When a request carries tools, the router automatically routes only to providers whose model supports function calling (detected at startup), so a request never lands on a model that would silently ignore the tools. Override detection per provider with <PROVIDER>_SUPPORTS_TOOLS=1 / =0 (see configuration.md).

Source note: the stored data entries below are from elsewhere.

//! RGBA colors as used by the color converter and `ladder()`

use crate::converter::TokenCursor;
use crate::error::{Result, StyleError};
use crate::lexer::{format_number, TokenType};
use serde::Serialize;
use std::fmt;

#[derive(Debug, Clone, Copy, PartialEq, Eq, Hash, Serialize)]
pub struct Color {
    pub r: u8,
    pub g: u8,
    pub b: u8,
    pub a: u8,
}

impl Color {
    pub const BLACK: Color = Color::new(0, 0, 0, 255);
    pub const TRANSPARENT: Color = Color::new(0, 0, 0, 0);

    pub const fn new(r: u8, g: u8, b: u8, a: u8) -> Self {
        Self { r, g, b, a }
    }

    /// Parses the digits of a hex color (without the leading `#`).
    pub fn from_hex(hex: &str) -> Result<Color> {
        let invalid = || StyleError::conversion("", format!("Invalid hex color: #{}", hex));
        if !hex.chars().all(|c| c.is_ascii_hexdigit()) {
            return Err(invalid());
        }

        let digit = |i: usize| u8::from_str_radix(&hex[i..i + 1], 16).map_err(|_| invalid());
        let pair = |i: usize| u8::from_str_radix(&hex[i..i + 2], 16).map_err(|_| invalid());

        match hex.len() {
            // RGB -> RRGGBB
            3 => Ok(Color::new(digit(0)? * 17, digit(1)? * 17, digit(2)? * 17, 255)),
            // RGBA -> RRGGBBAA
            4 => Ok(Color::new(digit(0)? * 17, digit(1)? * 17, digit(2)? * 17, digit(3)? * 17)),
            6 => Ok(Color::new(pair(0)?, pair(2)?, pair(4)?, 255)),
            8 => Ok(Color::new(pair(0)?, pair(2)?, pair(4)?, pair(6)?)),
            _ => Err(invalid()),
        }
    }

    pub fn named(name: &str) -> Option<Color> {
        let rgb = match name.to_ascii_lowercase().as_str() {
            "black" => 0x000000,
            "white" => 0xffffff,
            "red" => 0xff0000,
            "green" => 0x008000,
            "lime" => 0x00ff00,
            "blue" => 0x0000ff,
            "yellow" => 0xffff00,
            "cyan" | "aqua" => 0x00ffff,
            "magenta" | "fuchsia" => 0xff00ff,
            "gray" | "grey" => 0x808080,
            "silver" => 0xc0c0c0,
            "maroon" => 0x800000,
            "olive" => 0x808000,
            "purple" => 0x800080,
            "teal" => 0x008080,
            "navy" => 0x000080,
            "orange" => 0xffa500,
            "transparent" => return Some(Color::TRANSPARENT),
            _ => return None,
        };
        Some(Color::new((rgb >> 16) as u8, (rgb >> 8) as u8, rgb as u8, 255))
    }

    /// HSB brightness in `[0, 1]`: the largest channel.
    pub fn brightness(&self) -> f64 {
        f64::from(self.r.max(self.g).max(self.b)) / 255.0
    }

    pub fn alpha(&self) -> f64 {
        f64::from(self.a) / 255.0
    }
}

impl fmt::Display for Color {
    fn fmt(&self, f: &mut fmt::Formatter<'_>) -> fmt::Result {
        if self.a == 255 {
            write!(f, "#{:02x}{:02x}{:02x}", self.r, self.g, self.b)
        } else {
            let alpha = (self.alpha() * 1000.0).round() / 1000.0;
            write!(f, "rgba({}, {}, {}, {})", self.r, self.g, self.b, format_number(alpha))
        }
    }
}

/// Parses a hex color, a named color or `rgb()`/`rgba()`.
pub fn parse_color(cursor: &mut TokenCursor<'_>) -> Result<Color> {
    let Some(token) = cursor.next_non_whitespace() else {
        return Err(StyleError::conversion("", "Color expected"));
    };

    match &token.token_type {
        TokenType::Hash(hex) => Color::from_hex(hex),
        TokenType::Ident(name) => Color::named(name)
            .ok_or_else(|| StyleError::conversion("", format!("Unknown color name: {}", name))),
        TokenType::Function(name)
            if name.eq_ignore_ascii_case("rgb") || name.eq_ignore_ascii_case("rgba") =>
        {
            parse_rgb_arguments(cursor)
        }
        _ => Err(StyleError::conversion("", format!("Color expected, found '{}'", token))),
    }
}

fn parse_rgb_arguments(cursor: &mut TokenCursor<'_>) -> Result<Color> {
    let mut components = Vec::new();

    loop {
        let Some(token) = cursor.next_non_whitespace() else {
            return Err(StyleError::conversion("", "Unterminated rgb()"));
        };
        match &token.token_type {
            TokenType::Number(n) => components.push((*n, false)),
            TokenType::Percentage(n) => components.push((*n, true)),
            TokenType::Comma | TokenType::Delim('/') => {}
            TokenType::RightParen => break,
            _ => {
                return Err(StyleError::conversion(
                    "",
                    format!("Unexpected '{}' in rgb()", token),
                ))
            }
        }
    }

    if components.len() != 3 && components.len() != 4 {
        return Err(StyleError::conversion(
            "",
            format!("rgb() expects 3 or 4 components, found {}", components.len()),
        ));
    }

    let channel = |(value, percent): (f64, bool)| {
        let scaled = if percent { value * 2.55 } else { value };
        scaled.round().clamp(0.0, 255.0) as u8
    };
    let alpha = components.get(3).map_or(255, |&(value, percent)| {
        let fraction = if percent { value / 100.0 } else { value };
        (fraction.clamp(0.0, 1.0) * 255.0).round() as u8
    });

    Ok(Color::new(
        channel(components[0]),
        channel(components[1]),
        channel(components[2]),
        alpha,
    ))
}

The router also speaks the OpenAI embeddings API, backed by free providers (Gemini, Mistral, Cohere):

resp = client.embeddings.create(model="hermes-router", input="hello world")
print(len(resp.data[0].embedding)) # e.g. 3072 from Gemini

Unlike chat, embeddings use a stable provider (not round-robin): vectors from different providers have different dimensions and can’t be mixed in one store, so the router keeps hitting the same provider and only fails over if it goes down. For a strict single-dimension guarantee, disable the others’ embed models (e.g. MISTRAL_EMBED_MODEL= and COHERE_EMBED_MODEL= empty in .env).

Some models (e.g. gpt-oss, Nemotron, GLM-4.5) spend output tokens on hidden chain-of-thought before answering. The router detects these at startup and reserves extra output budget for them, so a small max_tokens never yields an empty reply. Tune with REASONING_TOKEN_RESERVE (see configuration.md).